That said, if a state is going to enact an anti-discrimination statute, they'd better protect gays and blacks as well as those poor, downtrodden fundamentalist christians.
Why of course they would! Just ask JosephSlater he has it all covered.
I think we already have the left's moral hypocrisy proven beyond a shadow of a doubt. The only question remaining is America a totalitarian state yet or not.
But this was exactly the point of my hypothetical! Presumably Huguenin has an undeniably legitimate religious objection to the tenets of Satanism in general, and to the practice of being involved with demon summoning in particular. I would think forcing her to depict, enshrine, glorify, or otherwise create art about the subject would be an explicit violation of Huguenin's rights.
(It's sad I have to say this as a preliminary disclaimer at all, but: I am not comparing homosexuality to Satanism. I merely wanted to make the distinction more stark since some people seem not to want to consider a religious objection to homosexuality very seriously.)
The "content" is being produced for hire, for the client. The "content" of a wedding photograph is the real-world objects and people in the photograph. The photographer is being hired to show up, point a camera at people, and push a button. The photographer then sells either prints or negatives which, nowadays, will be produced by machines (perhaps after manual or automated adjustments). (This is not to say wedding photography is easy; it's not easy at all. But the actual things the photographer does are not "expressive." Creative, sure; technically demanding, absolutely. But not expressive.)
Consider sound reproduction and recording. Say I am in the business of renting public-address systems. Can I refuse to rent my system to the gay-rights rally?
Now say I am a sound engineer who runs public-address systems and mixing boards for large venues. This is hard work; depending on the job, it requires audio-engineering skills similar to the visual-engineering skills photographers have. Can I refuse to operate the PA at the gay-rights rally? I wouldn't think so, even if I am recording the audio (just as a photographer records visual data).
I guess I just don't see why if I offer my services for hire -- as a housepainter, or a photographer, or a sound engineer, or a ditch digger, or even a copyeditor -- I should have a First Amendment free-speech right to discriminate. I don't speak when I dig a ditch for hire; I don't speak when I run a PA system; I don't speak when I take a photograph; heck, I don't even speak when I copyedit a newsletter, I just help someone else speak.
You can (as many of the commenters do) think that everyone should be free to discriminate as they please. But that's not our world. (And perhaps this libertarian attachment to discrimination explains why libertarians are disproportionately white.)
@CPDL: It's good of you to bring that one up, since it's clearly more tricky than the reverse. Off the top of my head, practice in most countries that forbid discrimination (art. 1 in the Dutch constitution) is to separate the desire to discriminate from the religion in such cases, essentially on the basis that it's hardly a religious sentiment. In other words, lesbian Elaine would not be discriminating on the basis of religion in your hypothetical.
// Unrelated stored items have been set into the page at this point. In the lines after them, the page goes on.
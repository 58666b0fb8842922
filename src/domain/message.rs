use serde::{Deserialize, Serialize};

pub type MessageId = String;

/// One inbox message, as returned by Graph's `/me/mailFolders/inbox/messages`.
#[derive(Debug, Clone, PartialEq, Serialize, Deserialize)]
#[serde(rename_all = "camelCase")]
pub struct Message {
    pub id: MessageId,
    #[serde(default)]
    pub subject: Option<String>,
    #[serde(default)]
    pub body_preview: String,
    #[serde(default)]
    pub from: Option<Recipient>,
    #[serde(default)]
    pub received_date_time: Option<String>,
}

#[derive(Debug, Clone, PartialEq, Serialize, Deserialize)]
#[serde(rename_all = "camelCase")]
pub struct Recipient {
    #[serde(default)]
    pub email_address: Option<EmailAddress>,
}

#[derive(Debug, Clone, PartialEq, Serialize, Deserialize)]
pub struct EmailAddress {
    #[serde(default)]
    pub name: Option<String>,
    #[serde(default)]
    pub address: Option<String>,
}

impl Message {
    pub fn sender_address(&self) -> Option<&str> {
        self.from
            .as_ref()
            .and_then(|r| r.email_address.as_ref())
            .and_then(|e| e.address.as_deref())
    }

    /// Subject as shown in the checklist.
    pub fn display_subject(&self) -> &str {
        match self.subject.as_deref() {
            Some(s) if !s.is_empty() => s,
            _ => "(No Subject)",
        }
    }
}

#[cfg(test)]
mod tests {
    use super::*;
    use serde_json::json;

    #[test]
    fn deserializes_graph_message() {
        let m: Message = serde_json::from_value(json!({
            "id": "AAMk1",
            "subject": "Printer broken",
            "bodyPreview": "It jams on page two",
            "from": { "emailAddress": { "name": "Ann", "address": "a@b.com" } },
            "receivedDateTime": "2024-03-05T14:37:00Z"
        }))
        .unwrap();

        assert_eq!(m.sender_address(), Some("a@b.com"));
        assert_eq!(m.display_subject(), "Printer broken");
        assert_eq!(m.received_date_time.as_deref(), Some("2024-03-05T14:37:00Z"));
    }

    #[test]
    fn tolerates_missing_optional_fields() {
        let m: Message = serde_json::from_value(json!({ "id": "x", "subject": null })).unwrap();
        assert_eq!(m.sender_address(), None);
        assert_eq!(m.display_subject(), "(No Subject)");
        assert!(m.body_preview.is_empty());
    }
}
You're a willing slave my friend. Sad but true.
@The Unbeliever: We're still talking about her business, right? With that proviso, I don't see your problem, although it does look like you have some pretty colourful ideas about the nature of satanism.
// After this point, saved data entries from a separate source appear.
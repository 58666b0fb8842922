pub mod events;
pub mod state;
pub mod ui;
pub mod worker;

use std::sync::mpsc;
use std::time::Duration;

use anyhow::{Result, anyhow};
use crossterm::event::{self, Event, KeyEventKind};
use ratatui::DefaultTerminal;

use crate::auth::Session;
use crate::auth::oauth::PkceProvider;
use crate::config::Config;
use crate::graph::GraphClient;
use crate::terminal::events::{KeyAction, handle_key};
use crate::terminal::state::UiState;
use crate::terminal::worker::Worker;
use crate::workflow::{AppState, Outcome};

const TICK: Duration = Duration::from_millis(100);

/// Run the ticket form until the user quits.
pub fn run_tui(cfg: &Config, same_account: bool) -> Result<()> {
    color_eyre::install().map_err(|e| anyhow!(e))?;

    let (tx, rx) = mpsc::channel::<Outcome>();
    let prompt_tx = tx.clone();
    let provider = PkceProvider::new(&cfg.client_id, cfg.authority(), cfg.redirect_uri())?
        .with_prompt_hook(move |url| {
            let _ = prompt_tx.send(Outcome::SignInPrompt(url.to_string()));
        });
    let session = Session::new(provider, cfg.scopes(), same_account);
    let graph = GraphClient::new(cfg.graph_base_url())?;
    let worker = Worker::spawn(session, graph, cfg.ticket_clock(), tx, rx);

    let mut state = UiState::new(AppState::new(same_account));

    let terminal = ratatui::init();
    let result = run(terminal, &mut state, &worker);
    ratatui::restore();

    result
}

fn run(mut terminal: DefaultTerminal, state: &mut UiState, worker: &Worker) -> Result<()> {
    loop {
        while let Some(outcome) = worker.try_next() {
            for effect in state.app.apply(outcome) {
                worker.send(effect);
            }
            state.clamp_cursors();
        }

        terminal.draw(|f| ui::render(f, state))?;

        if !event::poll(TICK)? {
            continue;
        }
        let Event::Key(key) = event::read()? else {
            continue;
        };
        if key.kind != KeyEventKind::Press {
            continue;
        }
        match handle_key(key, state) {
            KeyAction::Quit => return Ok(()),
            KeyAction::Run(effects) => {
                for effect in effects {
                    worker.send(effect);
                }
            }
        }
    }
}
Well we know that Western Europe is already a totalitarian state. Another reason not to visit.
So are publishers just helping someone else speak when the publish a book? Are newspapers just helping someone else speak when they publish letters to the editor? Is Eugene just helping someone else speak when he allows comments on this blog? Do any of these people have the right to decide what kind of message goes out under their imprint, in their paper, or on their blog?
No. I think people are tying themselves in knots trying to legitimize such an outrageous comparison.
Just compare it to another art form that is regularly sold as commerce ( you know, apples to apples ): Newspapers. Should the government be able to enforce anti-discrimination laws on the content of op-ed pieces?
If the answer is "no", then Elane is justified in her refusal.
Not complicated at all.
Personally, I draw the distinction as a software programmer. I view the code I write as a form of art, but the end purpose of that code is not art for its own sake. My customers, i.e. the end users, only care that the code works as promised/advertised and lets them transact business, without being buggy or prone to break down.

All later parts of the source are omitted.